== Records provided ==
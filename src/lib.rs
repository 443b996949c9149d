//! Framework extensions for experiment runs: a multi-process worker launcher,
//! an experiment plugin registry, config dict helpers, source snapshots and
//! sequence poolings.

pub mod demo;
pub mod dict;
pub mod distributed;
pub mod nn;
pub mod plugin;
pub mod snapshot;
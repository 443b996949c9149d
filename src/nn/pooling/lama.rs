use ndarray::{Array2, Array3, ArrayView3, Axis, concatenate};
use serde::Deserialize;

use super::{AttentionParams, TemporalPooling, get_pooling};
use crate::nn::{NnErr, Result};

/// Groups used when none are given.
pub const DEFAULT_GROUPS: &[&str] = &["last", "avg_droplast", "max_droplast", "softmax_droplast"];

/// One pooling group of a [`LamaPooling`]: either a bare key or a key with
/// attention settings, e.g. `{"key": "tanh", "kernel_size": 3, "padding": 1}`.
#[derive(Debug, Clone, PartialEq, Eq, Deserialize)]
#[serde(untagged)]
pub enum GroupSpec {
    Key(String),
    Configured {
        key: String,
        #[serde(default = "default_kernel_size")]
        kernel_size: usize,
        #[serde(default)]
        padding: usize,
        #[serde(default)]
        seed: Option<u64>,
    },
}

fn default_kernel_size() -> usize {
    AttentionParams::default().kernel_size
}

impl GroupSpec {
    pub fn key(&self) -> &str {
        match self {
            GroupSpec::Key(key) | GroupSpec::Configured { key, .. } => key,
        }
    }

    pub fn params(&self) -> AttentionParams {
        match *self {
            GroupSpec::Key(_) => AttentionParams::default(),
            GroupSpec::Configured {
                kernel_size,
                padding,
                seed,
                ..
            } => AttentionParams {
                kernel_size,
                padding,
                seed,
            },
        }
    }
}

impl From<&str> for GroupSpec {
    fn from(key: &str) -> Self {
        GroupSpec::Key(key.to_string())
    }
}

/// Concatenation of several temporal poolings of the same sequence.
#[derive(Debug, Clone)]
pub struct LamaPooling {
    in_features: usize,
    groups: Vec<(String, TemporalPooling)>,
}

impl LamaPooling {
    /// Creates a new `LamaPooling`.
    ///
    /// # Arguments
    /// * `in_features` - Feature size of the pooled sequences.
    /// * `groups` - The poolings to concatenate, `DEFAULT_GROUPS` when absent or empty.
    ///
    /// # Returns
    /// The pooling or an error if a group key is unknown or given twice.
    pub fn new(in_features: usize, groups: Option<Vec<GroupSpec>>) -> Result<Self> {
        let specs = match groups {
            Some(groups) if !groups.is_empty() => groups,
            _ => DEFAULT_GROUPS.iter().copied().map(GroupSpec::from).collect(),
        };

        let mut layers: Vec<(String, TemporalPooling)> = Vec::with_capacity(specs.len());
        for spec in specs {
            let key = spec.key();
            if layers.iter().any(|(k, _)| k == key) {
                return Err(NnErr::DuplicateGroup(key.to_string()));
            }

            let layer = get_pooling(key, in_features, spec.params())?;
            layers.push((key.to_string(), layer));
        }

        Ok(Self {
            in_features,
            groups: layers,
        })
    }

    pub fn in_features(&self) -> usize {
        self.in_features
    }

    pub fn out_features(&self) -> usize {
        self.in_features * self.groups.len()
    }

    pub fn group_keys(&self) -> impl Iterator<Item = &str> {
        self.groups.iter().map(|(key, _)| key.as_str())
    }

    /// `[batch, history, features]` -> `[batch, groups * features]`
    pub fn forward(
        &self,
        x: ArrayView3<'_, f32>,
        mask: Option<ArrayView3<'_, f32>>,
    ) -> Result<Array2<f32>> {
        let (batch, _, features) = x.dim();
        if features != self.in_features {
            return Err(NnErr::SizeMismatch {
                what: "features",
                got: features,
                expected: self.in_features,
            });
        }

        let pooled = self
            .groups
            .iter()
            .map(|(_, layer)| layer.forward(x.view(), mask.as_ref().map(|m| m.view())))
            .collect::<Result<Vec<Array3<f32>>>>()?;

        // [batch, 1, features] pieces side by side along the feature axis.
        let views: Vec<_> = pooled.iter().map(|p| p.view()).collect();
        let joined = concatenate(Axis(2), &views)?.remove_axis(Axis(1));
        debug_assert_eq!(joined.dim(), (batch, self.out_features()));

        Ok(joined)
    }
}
===
== Records provided ==
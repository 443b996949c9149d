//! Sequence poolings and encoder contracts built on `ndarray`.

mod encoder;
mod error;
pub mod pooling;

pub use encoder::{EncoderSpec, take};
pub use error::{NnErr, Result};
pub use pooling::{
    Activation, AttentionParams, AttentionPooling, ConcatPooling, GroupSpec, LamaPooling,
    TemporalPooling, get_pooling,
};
===
== Records provided ==
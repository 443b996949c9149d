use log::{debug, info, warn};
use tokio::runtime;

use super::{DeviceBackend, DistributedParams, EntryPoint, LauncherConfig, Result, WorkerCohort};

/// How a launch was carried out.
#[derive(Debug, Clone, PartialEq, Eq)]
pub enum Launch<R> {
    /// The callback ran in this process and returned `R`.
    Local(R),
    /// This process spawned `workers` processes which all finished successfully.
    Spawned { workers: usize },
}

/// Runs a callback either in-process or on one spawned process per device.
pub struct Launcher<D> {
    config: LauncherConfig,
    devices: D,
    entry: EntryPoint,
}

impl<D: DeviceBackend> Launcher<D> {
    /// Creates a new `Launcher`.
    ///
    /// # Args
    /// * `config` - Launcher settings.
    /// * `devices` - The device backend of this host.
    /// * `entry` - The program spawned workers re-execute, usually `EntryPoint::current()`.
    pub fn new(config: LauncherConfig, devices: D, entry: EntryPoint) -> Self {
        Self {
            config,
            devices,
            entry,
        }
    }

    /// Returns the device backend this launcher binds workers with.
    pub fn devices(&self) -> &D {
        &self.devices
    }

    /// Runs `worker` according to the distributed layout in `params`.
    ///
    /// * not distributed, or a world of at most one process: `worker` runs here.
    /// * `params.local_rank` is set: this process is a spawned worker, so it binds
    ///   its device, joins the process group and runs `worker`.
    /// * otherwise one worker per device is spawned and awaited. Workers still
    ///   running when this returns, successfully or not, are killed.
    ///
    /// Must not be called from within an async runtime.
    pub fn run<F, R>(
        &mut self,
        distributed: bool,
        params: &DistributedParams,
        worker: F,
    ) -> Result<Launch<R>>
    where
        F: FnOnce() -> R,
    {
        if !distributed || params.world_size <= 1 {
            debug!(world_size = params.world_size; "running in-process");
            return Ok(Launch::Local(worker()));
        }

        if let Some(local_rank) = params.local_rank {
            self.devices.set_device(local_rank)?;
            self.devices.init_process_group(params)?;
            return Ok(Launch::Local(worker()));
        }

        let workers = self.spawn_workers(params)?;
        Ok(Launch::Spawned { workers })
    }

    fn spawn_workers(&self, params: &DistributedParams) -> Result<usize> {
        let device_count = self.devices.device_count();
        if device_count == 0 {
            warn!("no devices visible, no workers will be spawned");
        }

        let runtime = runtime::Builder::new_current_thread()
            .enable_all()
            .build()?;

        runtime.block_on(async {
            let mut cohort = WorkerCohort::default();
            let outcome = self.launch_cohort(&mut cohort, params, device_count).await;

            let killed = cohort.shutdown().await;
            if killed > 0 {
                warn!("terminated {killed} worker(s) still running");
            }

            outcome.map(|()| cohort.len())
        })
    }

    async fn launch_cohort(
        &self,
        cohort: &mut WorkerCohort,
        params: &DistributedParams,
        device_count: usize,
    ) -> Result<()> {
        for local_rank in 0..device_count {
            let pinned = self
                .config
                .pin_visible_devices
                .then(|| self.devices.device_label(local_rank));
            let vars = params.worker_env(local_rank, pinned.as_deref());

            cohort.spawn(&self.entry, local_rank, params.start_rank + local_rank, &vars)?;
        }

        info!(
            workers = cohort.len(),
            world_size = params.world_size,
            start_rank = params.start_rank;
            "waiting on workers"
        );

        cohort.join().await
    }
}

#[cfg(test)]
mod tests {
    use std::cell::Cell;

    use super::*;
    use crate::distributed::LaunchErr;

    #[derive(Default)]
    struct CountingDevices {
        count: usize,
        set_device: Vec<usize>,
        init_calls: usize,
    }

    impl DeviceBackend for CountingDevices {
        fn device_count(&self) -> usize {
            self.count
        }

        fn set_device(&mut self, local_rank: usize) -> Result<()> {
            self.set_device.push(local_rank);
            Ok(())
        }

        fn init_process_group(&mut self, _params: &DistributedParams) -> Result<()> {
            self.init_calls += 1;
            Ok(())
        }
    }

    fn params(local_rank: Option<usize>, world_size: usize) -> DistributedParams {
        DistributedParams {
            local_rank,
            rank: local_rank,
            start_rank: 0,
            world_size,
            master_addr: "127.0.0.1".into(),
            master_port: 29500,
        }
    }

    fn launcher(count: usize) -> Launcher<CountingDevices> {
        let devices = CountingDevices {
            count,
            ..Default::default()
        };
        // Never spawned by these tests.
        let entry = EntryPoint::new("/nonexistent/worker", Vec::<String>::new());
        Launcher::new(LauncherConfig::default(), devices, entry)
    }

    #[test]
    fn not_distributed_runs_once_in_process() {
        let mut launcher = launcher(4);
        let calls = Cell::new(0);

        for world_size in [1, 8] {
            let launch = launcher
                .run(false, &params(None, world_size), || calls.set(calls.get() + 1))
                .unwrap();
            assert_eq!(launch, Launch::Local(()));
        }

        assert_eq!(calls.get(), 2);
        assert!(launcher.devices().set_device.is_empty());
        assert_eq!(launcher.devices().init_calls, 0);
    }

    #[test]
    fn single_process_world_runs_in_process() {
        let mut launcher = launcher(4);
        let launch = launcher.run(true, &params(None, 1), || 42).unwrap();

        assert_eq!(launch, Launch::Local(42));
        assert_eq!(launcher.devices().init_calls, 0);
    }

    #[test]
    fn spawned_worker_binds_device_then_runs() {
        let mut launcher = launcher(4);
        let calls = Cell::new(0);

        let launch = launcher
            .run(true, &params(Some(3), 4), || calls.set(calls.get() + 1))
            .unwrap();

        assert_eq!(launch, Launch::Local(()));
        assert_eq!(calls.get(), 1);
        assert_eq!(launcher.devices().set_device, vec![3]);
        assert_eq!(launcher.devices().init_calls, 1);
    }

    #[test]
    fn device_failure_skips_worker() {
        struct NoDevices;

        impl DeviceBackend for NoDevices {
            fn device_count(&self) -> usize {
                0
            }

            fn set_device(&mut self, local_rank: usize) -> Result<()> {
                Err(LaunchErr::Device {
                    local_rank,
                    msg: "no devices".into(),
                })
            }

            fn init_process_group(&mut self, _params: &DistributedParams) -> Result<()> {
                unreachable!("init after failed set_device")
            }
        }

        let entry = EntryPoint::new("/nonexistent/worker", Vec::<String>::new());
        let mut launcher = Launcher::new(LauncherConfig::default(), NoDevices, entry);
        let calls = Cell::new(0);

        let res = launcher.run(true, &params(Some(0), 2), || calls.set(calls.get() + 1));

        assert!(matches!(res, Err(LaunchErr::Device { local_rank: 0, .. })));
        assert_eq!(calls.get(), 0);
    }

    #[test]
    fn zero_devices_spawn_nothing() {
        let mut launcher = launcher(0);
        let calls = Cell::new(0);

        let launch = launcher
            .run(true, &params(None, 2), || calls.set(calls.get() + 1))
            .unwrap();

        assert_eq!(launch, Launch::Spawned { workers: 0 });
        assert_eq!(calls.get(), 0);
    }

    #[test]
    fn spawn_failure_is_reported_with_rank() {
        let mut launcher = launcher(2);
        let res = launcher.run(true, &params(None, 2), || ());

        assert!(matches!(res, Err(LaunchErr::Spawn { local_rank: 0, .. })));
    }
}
===
• Exercise directions: Looking at the entries above, copy out every line in which "LauncherConfig" occurs.

• Reply to the exercise:
use super::{DeviceBackend, DistributedParams, EntryPoint, LauncherConfig, Result, WorkerCohort};
    config: LauncherConfig,
    pub fn new(config: LauncherConfig, devices: D, entry: EntryPoint) -> Self {
        Launcher::new(LauncherConfig::default(), devices, entry)
        let mut launcher = Launcher::new(LauncherConfig::default(), NoDevices, entry);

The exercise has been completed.